### Task
In the entries that follow, the lines from the one with "pub fn router()" through the one with "use notyetdude_core::lifecycle::LifecycleUpdate;" are the ones to write out, exactly and with both ends included. Nothing else should appear.

Collection entries:
================

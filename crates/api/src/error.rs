use axum::http::StatusCode;
use axum::response::{IntoResponse, Response};
use notyetdude_core::error::CoreError;
use notyetdude_core::identity::EMAIL_REQUIRED_MESSAGE;
use serde_json::json;

/// Application-level error type for HTTP handlers.
///
/// Wraps [`CoreError`] for domain errors and adds HTTP-specific variants.
/// Implements [`IntoResponse`] to produce consistent JSON error responses.
#[derive(Debug, thiserror::Error)]
pub enum AppError {
    /// A domain-level error from `notyetdude_core`.
    #[error(transparent)]
    Core(#[from] CoreError),

    /// A database error from sqlx.
    #[error("Database error: {0}")]
    Database(#[from] sqlx::Error),

    /// A bad request with a human-readable message.
    #[error("Bad request: {0}")]
    BadRequest(String),

    /// An action link that cannot be applied (unknown action, unknown idea,
    /// or an idea that has moved past the linked decision).
    #[error("Invalid link: {0}")]
    InvalidLink(String),

    /// The request needs a visitor e-mail and none was supplied or stored.
    #[error("No visitor e-mail supplied or stored")]
    IdentityRequired,
}

/// Convenience type alias for handler return values.
pub type AppResult<T> = Result<T, AppError>;

impl IntoResponse for AppError {
    fn into_response(self) -> Response {
        let (status, code, message) = match &self {
            // --- CoreError variants ---
            AppError::Core(core) => match core {
                CoreError::NotFound { entity, id } => (
                    StatusCode::NOT_FOUND,
                    "NOT_FOUND",
                    format!("{entity} with id {id} not found"),
                ),
                CoreError::Validation(msg) => {
                    (StatusCode::BAD_REQUEST, "VALIDATION_ERROR", msg.clone())
                }
                CoreError::Conflict(msg) => (StatusCode::CONFLICT, "CONFLICT", msg.clone()),
                CoreError::Internal(msg) => {
                    tracing::error!(error = %msg, "Internal core error");
                    internal_error()
                }
            },

            // --- Database errors ---
            AppError::Database(err) => classify_sqlx_error(err),

            // --- HTTP-specific errors ---
            AppError::BadRequest(msg) => (StatusCode::BAD_REQUEST, "BAD_REQUEST", msg.clone()),
            AppError::InvalidLink(msg) => (StatusCode::NOT_FOUND, "INVALID_LINK", msg.clone()),
            AppError::IdentityRequired => (
                StatusCode::BAD_REQUEST,
                "IDENTITY_REQUIRED",
                EMAIL_REQUIRED_MESSAGE.to_string(),
            ),
        };

        let body = json!({
            "error": message,
            "code": code,
        });

        (status, axum::Json(body)).into_response()
    }
}

fn internal_error() -> (StatusCode, &'static str, String) {
    (
        StatusCode::INTERNAL_SERVER_ERROR,
        "INTERNAL_ERROR",
        "An internal error occurred".to_string(),
    )
}

/// Classify a sqlx error into an HTTP status, error code, and message.
///
/// - `RowNotFound` maps to 404.
/// - Unique constraint violations (constraint name starting with `uq_`) map to 409.
/// - Everything else maps to 500 with a sanitized message.
fn classify_sqlx_error(err: &sqlx::Error) -> (StatusCode, &'static str, String) {
    match err {
        sqlx::Error::RowNotFound => (
            StatusCode::NOT_FOUND,
            "NOT_FOUND",
            "Resource not found".to_string(),
        ),
        sqlx::Error::Database(db_err) => {
            // PostgreSQL unique constraint violation: error code 23505
            if db_err.code().as_deref() == Some("23505") {
                let constraint = db_err.constraint().unwrap_or("unknown");
                if constraint.starts_with("uq_") {
                    return (
                        StatusCode::CONFLICT,
                        "CONFLICT",
                        format!("Duplicate value violates unique constraint: {constraint}"),
                    );
                }
            }
            tracing::error!(error = %db_err, "Database error");
            internal_error()
        }
        other => {
            tracing::error!(error = %other, "Database error");
            internal_error()
        }
    }
}
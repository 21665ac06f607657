//! Request extractors.
//!
//! - [`identity::StoredIdentity`] -- The visitor e-mail remembered in the session cookie.

pub mod identity;
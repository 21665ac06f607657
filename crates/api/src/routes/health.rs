//! `GET /health`: process liveness plus database and schema readiness.

use axum::extract::State;
use axum::{routing::get, Json, Router};
use serde::Serialize;

use crate::state::AppState;

#[derive(Serialize)]
pub struct HealthReport {
    /// `ok` when the database answers and the schema is current, else `degraded`.
    pub status: &'static str,
    pub version: &'static str,
    pub db_healthy: bool,
    /// Embedded migrations not yet applied; `None` when it could not be read.
    pub pending_migrations: Option<usize>,
}

async fn health(State(state): State<AppState>) -> Json<HealthReport> {
    let db_healthy = notyetdude_db::health_check(&state.pool).await.is_ok();

    let pending_migrations = if db_healthy {
        match notyetdude_db::pending_migrations(&state.pool).await {
            Ok(pending) => Some(pending),
            Err(e) => {
                tracing::warn!(error = %e, "Could not read migration state");
                None
            }
        }
    } else {
        None
    };

    let ready = db_healthy && pending_migrations == Some(0);
    Json(HealthReport {
        status: if ready { "ok" } else { "degraded" },
        version: env!("CARGO_PKG_VERSION"),
        db_healthy,
        pending_migrations,
    })
}

/// Mounted at the root, outside `/api/v1`.
pub fn router() -> Router<AppState> {
    Router::new().route("/health", get(health))
}
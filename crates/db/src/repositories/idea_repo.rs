//! Repository for the `ideas` table.

use notyetdude_core::identity::NormalizedEmail;
use notyetdude_core::lifecycle::LifecycleUpdate;
use notyetdude_core::types::DbId;
use sqlx::PgPool;

use crate::models::idea::{Idea, NewIdea};

/// Column list for ideas queries.
const COLUMNS: &str = "id, user_id, title, description, email, status, parked_at, \
    remind_at, resolved_at, snooze_count, created_at, updated_at";

/// Persistence for ideas. Rows are never deleted.
pub struct IdeaRepo;

impl IdeaRepo {
    /// Insert a new idea, returning the created row.
    pub async fn insert(pool: &PgPool, input: &NewIdea) -> Result<Idea, sqlx::Error> {
        let query = format!(
            "INSERT INTO ideas
                (user_id, title, description, email, status, parked_at, remind_at,
                 resolved_at, snooze_count, created_at, updated_at)
             VALUES ($1, $2, $3, $4, $5, $6, $7, $8, $9, $6, $6)
             RETURNING {COLUMNS}"
        );
        sqlx::query_as::<_, Idea>(&query)
            .bind(input.user_id)
            .bind(&input.title)
            .bind(&input.description)
            .bind(input.email.as_str())
            .bind(input.lifecycle.status.as_str())
            .bind(input.parked_at)
            .bind(input.lifecycle.remind_at)
            .bind(input.lifecycle.resolved_at)
            .bind(input.lifecycle.snooze_count)
            .fetch_one(pool)
            .await
    }

    /// Find an idea by its ID.
    pub async fn find_by_id(pool: &PgPool, id: DbId) -> Result<Option<Idea>, sqlx::Error> {
        let query = format!("SELECT {COLUMNS} FROM ideas WHERE id = $1");
        sqlx::query_as::<_, Idea>(&query)
            .bind(id)
            .fetch_optional(pool)
            .await
    }

    /// List every idea owned by `email`, newest first.
    pub async fn list_by_email(
        pool: &PgPool,
        email: &NormalizedEmail,
    ) -> Result<Vec<Idea>, sqlx::Error> {
        let query = format!(
            "SELECT {COLUMNS} FROM ideas
             WHERE email = $1
             ORDER BY created_at DESC, id"
        );
        sqlx::query_as::<_, Idea>(&query)
            .bind(email.as_str())
            .fetch_all(pool)
            .await
    }

    /// Write the lifecycle fields computed by a transition.
    ///
    /// Returns `None` when no idea has this ID.
    pub async fn update_lifecycle(
        pool: &PgPool,
        id: DbId,
        update: &LifecycleUpdate,
    ) -> Result<Option<Idea>, sqlx::Error> {
        let query = format!(
            "UPDATE ideas SET
                status = $2,
                remind_at = $3,
                resolved_at = $4,
                snooze_count = $5,
                updated_at = $6
             WHERE id = $1
             RETURNING {COLUMNS}"
        );
        let idea = sqlx::query_as::<_, Idea>(&query)
            .bind(id)
            .bind(update.status.as_str())
            .bind(update.remind_at)
            .bind(update.resolved_at)
            .bind(update.snooze_count)
            .bind(update.updated_at)
            .fetch_optional(pool)
            .await?;

        if idea.is_some() {
            tracing::debug!(idea_id = %id, status = %update.status, "Idea lifecycle updated");
        }
        Ok(idea)
    }
}
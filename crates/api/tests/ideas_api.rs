//! HTTP-level integration tests for the `/ideas` endpoints.
//!
//! Ideas are parked through the API or seeded through the repository layer
//! (with fixed timestamps, so ordering is deterministic), then read back
//! through the HTTP API.

mod common;

use axum::http::StatusCode;
use chrono::{DateTime, Duration, TimeZone, Utc};
use common::{
    body_json, build_test_app, get, get_with_cookie, post, post_json, post_json_with_cookie,
    session_cookie,
};
use notyetdude_core::identity::NormalizedEmail;
use notyetdude_core::lifecycle::{compute_transition, new_idea_lifecycle, IdeaAction};
use notyetdude_core::types::Timestamp;
use notyetdude_db::models::idea::{Idea, NewIdea};
use notyetdude_db::repositories::{IdeaRepo, UserRepo};
use serde_json::json;
use sqlx::PgPool;

// ---------------------------------------------------------------------------
// Helpers
// ---------------------------------------------------------------------------

fn ts(value: &serde_json::Value) -> DateTime<Utc> {
    value
        .as_str()
        .expect("timestamp should be a string")
        .parse()
        .expect("timestamp should be RFC 3339")
}

fn day(n: u32) -> Timestamp {
    Utc.with_ymd_and_hms(2026, 1, n, 10, 0, 0).unwrap()
}

/// Park an idea at `parked_at` and apply `actions` one day apart.
async fn seed(
    pool: &PgPool,
    email: &str,
    title: &str,
    parked_at: Timestamp,
    actions: &[IdeaAction],
) -> Idea {
    let email = NormalizedEmail::parse(email).unwrap();
    let user = UserRepo::upsert(pool, &email).await.unwrap();
    let mut idea = IdeaRepo::insert(
        pool,
        &NewIdea {
            user_id: user.id,
            title: title.to_string(),
            description: None,
            email,
            parked_at,
            lifecycle: new_idea_lifecycle(parked_at),
        },
    )
    .await
    .unwrap();

    for (i, action) in actions.iter().enumerate() {
        let now = parked_at + Duration::days(i as i64 + 1);
        let update = compute_transition(&idea.lifecycle(), *action, now);
        idea = IdeaRepo::update_lifecycle(pool, idea.id, &update)
            .await
            .unwrap()
            .unwrap();
    }
    idea
}

async fn count_ideas(pool: &PgPool) -> i64 {
    let (count,): (i64,) = sqlx::query_as("SELECT COUNT(*) FROM ideas")
        .fetch_one(pool)
        .await
        .unwrap();
    count
}

// ---------------------------------------------------------------------------
// POST /api/v1/ideas
// ---------------------------------------------------------------------------

#[sqlx::test(migrations = "../../db/migrations")]
async fn test_create_idea_parks_with_normalized_email(pool: PgPool) {
    let app = build_test_app(pool);
    let response = post_json(
        app,
        "/api/v1/ideas",
        json!({ "title": "AI dog translator", "email": "Dude@Example.com " }),
    )
    .await;

    assert_eq!(response.status(), StatusCode::CREATED);
    assert_eq!(
        session_cookie(&response).as_deref(),
        Some("nyd_email=dude@example.com")
    );

    let json = body_json(response).await;
    let data = &json["data"];
    assert_eq!(data["title"], "AI dog translator");
    assert_eq!(data["status"], "parked");
    assert_eq!(data["email"], "dude@example.com");
    assert_eq!(data["snooze_count"], 0);
    assert!(data["resolved_at"].is_null());
    assert!(data["description"].is_null());
    assert_eq!(
        ts(&data["remind_at"]) - ts(&data["created_at"]),
        Duration::days(90)
    );
    assert_eq!(data["status_label"], "Parked");
    assert_eq!(data["parked_ago"], "today");
    assert_eq!(data["reminder"], "Reminder in 3 months");
    assert_eq!(data["actions"], json!(["build", "snooze", "kill"]));
    assert_eq!(data["action_links"].as_array().unwrap().len(), 3);
}

#[sqlx::test(migrations = "../../db/migrations")]
async fn test_create_idea_with_empty_title_is_rejected_without_writes(pool: PgPool) {
    let app = build_test_app(pool.clone());
    let response = post_json(
        app,
        "/api/v1/ideas",
        json!({ "title": "   ", "email": "dude@example.com" }),
    )
    .await;

    assert_eq!(response.status(), StatusCode::BAD_REQUEST);
    let json = body_json(response).await;
    assert_eq!(json["code"], "VALIDATION_ERROR");
    assert_eq!(json["error"], "Give your idea a name at least, dude.");

    assert_eq!(count_ideas(&pool).await, 0);
    let (users,): (i64,) = sqlx::query_as("SELECT COUNT(*) FROM users")
        .fetch_one(&pool)
        .await
        .unwrap();
    assert_eq!(users, 0, "no user row should be created on validation failure");
}

#[sqlx::test(migrations = "../../db/migrations")]
async fn test_create_idea_with_malformed_email_is_rejected(pool: PgPool) {
    let app = build_test_app(pool.clone());
    let response = post_json(
        app,
        "/api/v1/ideas",
        json!({ "title": "Good idea", "email": "not-an-email" }),
    )
    .await;

    assert_eq!(response.status(), StatusCode::BAD_REQUEST);
    let json = body_json(response).await;
    assert_eq!(json["error"], "We need your email to remind you in 90 days.");
    assert_eq!(count_ideas(&pool).await, 0);
}

#[sqlx::test(migrations = "../../db/migrations")]
async fn test_create_idea_uses_session_email_when_omitted(pool: PgPool) {
    let app = build_test_app(pool);
    let response = post_json_with_cookie(
        app,
        "/api/v1/ideas",
        json!({ "title": "Cookie idea", "description": "  context  " }),
        Some("nyd_email=returning@example.com"),
    )
    .await;

    assert_eq!(response.status(), StatusCode::CREATED);
    let json = body_json(response).await;
    assert_eq!(json["data"]["email"], "returning@example.com");
    assert_eq!(json["data"]["description"], "context");
}

// ---------------------------------------------------------------------------
// GET /api/v1/ideas
// ---------------------------------------------------------------------------

#[sqlx::test(migrations = "../../db/migrations")]
async fn test_board_counts_and_default_filter(pool: PgPool) {
    let owner = "board@example.com";
    let mut expected_order = Vec::new();
    let plan: [(&str, &[IdeaAction]); 6] = [
        ("Parked one", &[]),
        ("Killed one", &[IdeaAction::Kill]),
        ("Parked two", &[]),
        ("Building", &[IdeaAction::Build]),
        ("Killed two", &[IdeaAction::Snooze, IdeaAction::Kill]),
        ("Parked three", &[]),
    ];
    for (i, (title, actions)) in plan.iter().enumerate() {
        let idea = seed(&pool, owner, title, day(1 + i as u32), actions).await;
        expected_order.insert(0, idea.id.to_string());
    }
    seed(&pool, "other@example.com", "Not on this board", day(20), &[]).await;

    let app = build_test_app(pool);
    let response = get(app, "/api/v1/ideas?email=Board@Example.com").await;
    assert_eq!(response.status(), StatusCode::OK);

    let json = body_json(response).await;
    let data = &json["data"];
    assert_eq!(data["email"], owner);
    assert_eq!(data["filter"], "all");
    assert_eq!(
        data["counts"],
        json!({ "all": 6, "parked": 3, "building": 1, "snoozed": 0, "killed": 2 })
    );

    let ids: Vec<String> = data["ideas"]
        .as_array()
        .unwrap()
        .iter()
        .map(|card| card["id"].as_str().unwrap().to_string())
        .collect();
    assert_eq!(ids, expected_order, "newest idea first");
}

#[sqlx::test(migrations = "../../db/migrations")]
async fn test_board_status_filter_keeps_full_counts(pool: PgPool) {
    let owner = "graveyard@example.com";
    seed(&pool, owner, "Alive", day(1), &[]).await;
    seed(&pool, owner, "Dead", day(2), &[IdeaAction::Kill]).await;

    let app = build_test_app(pool);
    let response = get(app, "/api/v1/ideas?email=graveyard@example.com&status=killed").await;
    assert_eq!(response.status(), StatusCode::OK);

    let json = body_json(response).await;
    let data = &json["data"];
    assert_eq!(data["filter"], "killed");
    assert_eq!(data["filter_label"], "Graveyard");
    assert_eq!(data["counts"]["all"], 2);
    let ideas = data["ideas"].as_array().unwrap();
    assert_eq!(ideas.len(), 1);
    assert_eq!(ideas[0]["title"], "Dead");
    assert!(ideas[0]["reminder"].is_null(), "killed ideas show no reminder");
    assert_eq!(ideas[0]["actions"], json!(["park"]));
}

#[sqlx::test(migrations = "../../db/migrations")]
async fn test_board_falls_back_to_session_cookie(pool: PgPool) {
    seed(&pool, "cookie@example.com", "Remembered", day(1), &[]).await;

    let app = build_test_app(pool);
    let response =
        get_with_cookie(app, "/api/v1/ideas", Some("nyd_email=cookie@example.com")).await;
    assert_eq!(response.status(), StatusCode::OK);

    let json = body_json(response).await;
    assert_eq!(json["data"]["counts"]["all"], 1);
}

#[sqlx::test(migrations = "../../db/migrations")]
async fn test_board_without_identity_is_rejected(pool: PgPool) {
    let app = build_test_app(pool);
    let response = get(app, "/api/v1/ideas").await;
    assert_eq!(response.status(), StatusCode::BAD_REQUEST);

    let json = body_json(response).await;
    assert_eq!(json["code"], "IDENTITY_REQUIRED");
}

#[sqlx::test(migrations = "../../db/migrations")]
async fn test_board_rejects_unknown_status_filter(pool: PgPool) {
    let app = build_test_app(pool);
    let response = get(app, "/api/v1/ideas?email=a@example.com&status=archived").await;
    assert_eq!(response.status(), StatusCode::BAD_REQUEST);
}

// ---------------------------------------------------------------------------
// GET /api/v1/ideas/{id}
// ---------------------------------------------------------------------------

#[sqlx::test(migrations = "../../db/migrations")]
async fn test_get_missing_idea_returns_404(pool: PgPool) {
    let app = build_test_app(pool);
    let uri = format!("/api/v1/ideas/{}", uuid::Uuid::new_v4());
    let response = get(app, &uri).await;
    assert_eq!(response.status(), StatusCode::NOT_FOUND);

    let json = body_json(response).await;
    assert_eq!(json["code"], "NOT_FOUND");
}

// ---------------------------------------------------------------------------
// POST /api/v1/ideas/{id}/actions/{action}
// ---------------------------------------------------------------------------

#[sqlx::test(migrations = "../../db/migrations")]
async fn test_build_resolves_and_keeps_reminder(pool: PgPool) {
    let idea = seed(&pool, "build@example.com", "Ship it", day(1), &[]).await;

    let app = build_test_app(pool);
    let response = post(app, &format!("/api/v1/ideas/{}/actions/build", idea.id)).await;
    assert_eq!(response.status(), StatusCode::OK);

    let json = body_json(response).await;
    let data = &json["data"];
    assert_eq!(data["status"], "building");
    assert!(!data["resolved_at"].is_null());
    assert_eq!(ts(&data["remind_at"]), idea.remind_at);
    assert_eq!(data["snooze_count"], 0);
    assert_eq!(data["actions"], json!(["park", "kill"]));
}

#[sqlx::test(migrations = "../../db/migrations")]
async fn test_snooze_twice_counts_both(pool: PgPool) {
    let idea = seed(&pool, "snooze@example.com", "Later", day(1), &[]).await;
    let uri = format!("/api/v1/ideas/{}/actions/snooze", idea.id);

    let first = post(build_test_app(pool.clone()), &uri).await;
    assert_eq!(first.status(), StatusCode::OK);

    let before = Utc::now();
    let second = post(build_test_app(pool), &uri).await;
    assert_eq!(second.status(), StatusCode::OK);

    let json = body_json(second).await;
    let data = &json["data"];
    assert_eq!(data["status"], "snoozed");
    assert_eq!(data["snooze_count"], 2);
    assert!(data["resolved_at"].is_null());
    assert_eq!(
        ts(&data["remind_at"]) - ts(&data["updated_at"]),
        Duration::days(90)
    );
    assert!(ts(&data["updated_at"]) >= before - Duration::seconds(1));
    assert!(data["reminder"]
        .as_str()
        .unwrap()
        .starts_with("Next check-in"));
}

#[sqlx::test(migrations = "../../db/migrations")]
async fn test_revive_killed_idea(pool: PgPool) {
    let idea = seed(&pool, "revive@example.com", "Phoenix", day(1), &[IdeaAction::Kill]).await;

    let app = build_test_app(pool);
    let response = post(app, &format!("/api/v1/ideas/{}/actions/revive", idea.id)).await;
    assert_eq!(response.status(), StatusCode::OK);

    let json = body_json(response).await;
    let data = &json["data"];
    assert_eq!(data["status"], "parked");
    assert!(data["resolved_at"].is_null());
    assert_eq!(
        ts(&data["remind_at"]) - ts(&data["updated_at"]),
        Duration::days(90)
    );
}

#[sqlx::test(migrations = "../../db/migrations")]
async fn test_action_not_offered_is_conflict(pool: PgPool) {
    let idea = seed(&pool, "gate@example.com", "Gone", day(1), &[IdeaAction::Kill]).await;

    let app = build_test_app(pool.clone());
    let response = post(app, &format!("/api/v1/ideas/{}/actions/snooze", idea.id)).await;
    assert_eq!(response.status(), StatusCode::CONFLICT);

    let unchanged = IdeaRepo::find_by_id(&pool, idea.id).await.unwrap().unwrap();
    assert_eq!(unchanged.snooze_count, 0);
    assert_eq!(unchanged.updated_at, idea.updated_at);
}

#[sqlx::test(migrations = "../../db/migrations")]
async fn test_unknown_action_is_bad_request(pool: PgPool) {
    let idea = seed(&pool, "typo@example.com", "Typo", day(1), &[]).await;

    let app = build_test_app(pool);
    let response = post(app, &format!("/api/v1/ideas/{}/actions/delete", idea.id)).await;
    assert_eq!(response.status(), StatusCode::BAD_REQUEST);

    let json = body_json(response).await;
    assert_eq!(json["code"], "BAD_REQUEST");
}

================

### Written answer
pub fn router() -> Router<AppState> {
    Router::new().route("/health", get(health))
}
filename crates/db/src/repositories/idea_repo.rs
//! Repository for the `ideas` table.

use notyetdude_core::identity::NormalizedEmail;
use notyetdude_core::lifecycle::LifecycleUpdate;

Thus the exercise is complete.